The Department of Energy & Climate Change (DECC) made the proposals as part of its consultation on regulations for shale gas exploration and extraction.

In addition to SSSIs, the UK Government also added Natura 2000 sites – which are protected at a European Union level – to the list of areas that would be protected from fracking, which already includes National Parks and Areas of Outstanding Natural Beauty.

Energy Minister Andrea Leadsom said: “People should have confidence in these protections and in this vital industry, which could create more than 60,000 jobs and be worth billions of pounds to our economy – that is why we are providing further reassurance for our most valued areas.”

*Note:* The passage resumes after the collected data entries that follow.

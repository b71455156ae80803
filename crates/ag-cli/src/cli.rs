//! CLI argument parsing.

use std::path::PathBuf;

use ag_core::ConflictPolicy;
use clap::{Parser, Subcommand, ValueEnum};

use crate::config::OutputFormat;

/// agcli - batch export and import for the Apigee management API.
#[derive(Debug, Parser)]
#[command(name = "agcli")]
#[command(author, version, about, long_about = None)]
#[command(propagate_version = true)]
pub struct Cli {
    /// Connection settings shared by every command.
    #[command(flatten)]
    pub global: GlobalArgs,

    /// Subcommand to execute.
    #[command(subcommand)]
    pub command: Command,
}

/// Connection and output options.
#[derive(Debug, Clone, Default, clap::Args)]
pub struct GlobalArgs {
    /// Organization name (overrides config).
    #[arg(short, long, global = true, env = "APIGEE_ORG")]
    pub org: Option<String>,

    /// Environment name (overrides config).
    #[arg(short, long, global = true, env = "APIGEE_ENV")]
    pub env: Option<String>,

    /// Access token sent as bearer credential.
    #[arg(short, long, global = true, env = "APIGEE_TOKEN", hide_env_values = true)]
    pub token: Option<String>,

    /// Management API base URL (overrides config).
    #[arg(long, global = true, env = "APIGEE_BASE_URL")]
    pub base_url: Option<String>,

    /// Output format (overrides config).
    #[arg(long, global = true, value_enum)]
    pub format: Option<OutputFormat>,

    /// Enable debug logging.
    #[arg(short, long, global = true)]
    pub verbose: bool,
}

/// CLI commands.
#[derive(Debug, Subcommand)]
pub enum Command {
    /// Target servers of an environment.
    #[command(subcommand)]
    Targetservers(EntityCommand),

    /// Keystore and truststore references of an environment.
    #[command(subcommand)]
    References(EntityCommand),

    /// Keystores of an environment.
    #[command(subcommand)]
    Keystores(EntityCommand),

    /// API products.
    #[command(subcommand)]
    Products(EntityCommand),

    /// App developers.
    #[command(subcommand)]
    Developers(EntityCommand),

    /// Developer apps.
    #[command(subcommand)]
    Apps(EntityCommand),

    /// Environment groups.
    #[command(subcommand)]
    Envgroups(EntityCommand),

    /// Entries of a key value map.
    Kvm(KvmArgs),

    /// Configuration management.
    #[command(subcommand)]
    Config(ConfigCommand),
}

/// Operations available for every entity kind.
#[derive(Debug, Subcommand)]
pub enum EntityCommand {
    /// List entity names.
    List,

    /// Show one entity.
    Get {
        /// Entity name.
        name: String,
    },

    /// Delete one entity.
    Delete {
        /// Entity name.
        name: String,

        /// Skip confirmation.
        #[arg(short, long)]
        force: bool,
    },

    /// Export every entity to a JSON file.
    Export(ExportArgs),

    /// Import entities from a JSON file.
    Import(ImportArgs),
}

/// Export arguments.
#[derive(Debug, clap::Args)]
pub struct ExportArgs {
    /// Number of connections (overrides config, default 4).
    #[arg(short, long)]
    pub conn: Option<usize>,

    /// Folder the export file is written to.
    #[arg(long, default_value = ".")]
    pub folder: PathBuf,
}

/// Import arguments.
#[derive(Debug, clap::Args)]
pub struct ImportArgs {
    /// Input file.
    #[arg(short, long)]
    pub file: PathBuf,

    /// Number of connections (overrides config, default 4).
    #[arg(short, long)]
    pub conn: Option<usize>,

    /// Leave entities that already exist untouched.
    #[arg(long)]
    pub skip_existing: bool,

    /// What to do when the API reports an entity as already existing.
    #[arg(long, default_value = "ignore")]
    pub on_conflict: ConflictPolicy,
}

/// Key value map selection.
#[derive(Debug, clap::Args)]
pub struct KvmArgs {
    /// Map name.
    #[arg(short, long)]
    pub map: String,

    /// Proxy that owns the map.
    #[arg(short, long, conflicts_with = "level")]
    pub proxy: Option<String>,

    /// Level of a map not owned by a proxy.
    #[arg(long, value_enum, default_value_t = MapLevel::Env)]
    pub level: MapLevel,

    /// Entry operation.
    #[command(subcommand)]
    pub command: EntityCommand,
}

/// Level of a key value map.
#[derive(Debug, Clone, Copy, PartialEq, Eq, ValueEnum)]
pub enum MapLevel {
    /// Organization map.
    Org,
    /// Environment map.
    Env,
}

/// Configuration commands.
#[derive(Debug, Subcommand)]
pub enum ConfigCommand {
    /// Show current configuration.
    Show,

    /// Set a configuration value.
    Set {
        /// Configuration key.
        key: String,

        /// Configuration value.
        value: String,
    },

    /// Print the configuration file path.
    Path,
}
//! # agcli
//!
//! Batch export and import for the Apigee management API.

#![forbid(unsafe_code)]

use ag_cli::{cli::Cli, commands::run, config::CliConfig, output::error};
use clap::Parser;
use tracing_subscriber::{layer::SubscriberExt, util::SubscriberInitExt};

#[tokio::main]
async fn main() {
    let cli = Cli::parse();

    // Initialize tracing
    let default_level = if cli.global.verbose { "debug" } else { "warn" };
    tracing_subscriber::registry()
        .with(tracing_subscriber::EnvFilter::new(
            std::env::var("RUST_LOG").unwrap_or_else(|_| default_level.into()),
        ))
        .with(tracing_subscriber::fmt::layer().with_writer(std::io::stderr))
        .init();

    // Load configuration
    let mut config = match CliConfig::load() {
        Ok(c) => c,
        Err(e) => {
            error(&format!("Failed to load configuration: {e}"));
            std::process::exit(1);
        }
    };

    if let Err(e) = run(cli, &mut config).await {
        error(&e.to_string());
        std::process::exit(1);
    }
}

Environmental campaigners angered

Friends of the Earth energy campaigner Rose Dickinson said: “The Government has completely fudged plans to protect our drinking water aquifers and national parks.
“While ruling out the frankly ludicrous idea of fracking straight through drinking water aquifers, Government plans will still allow fracking in protected areas that surround and feed these aquifers with water.”

Greenpeace campaigner Hannah Martin added: “This announcement might have banned drilling rigs from littering the landscape, but the government isn’t banning fracking pollution spilling over into our most fragile and treasured countryside.

“Some of England’s special scenery and nature reserves could still be ringed by fracking rigs bringing light, air, water and noise pollution to areas that should be completely protected.”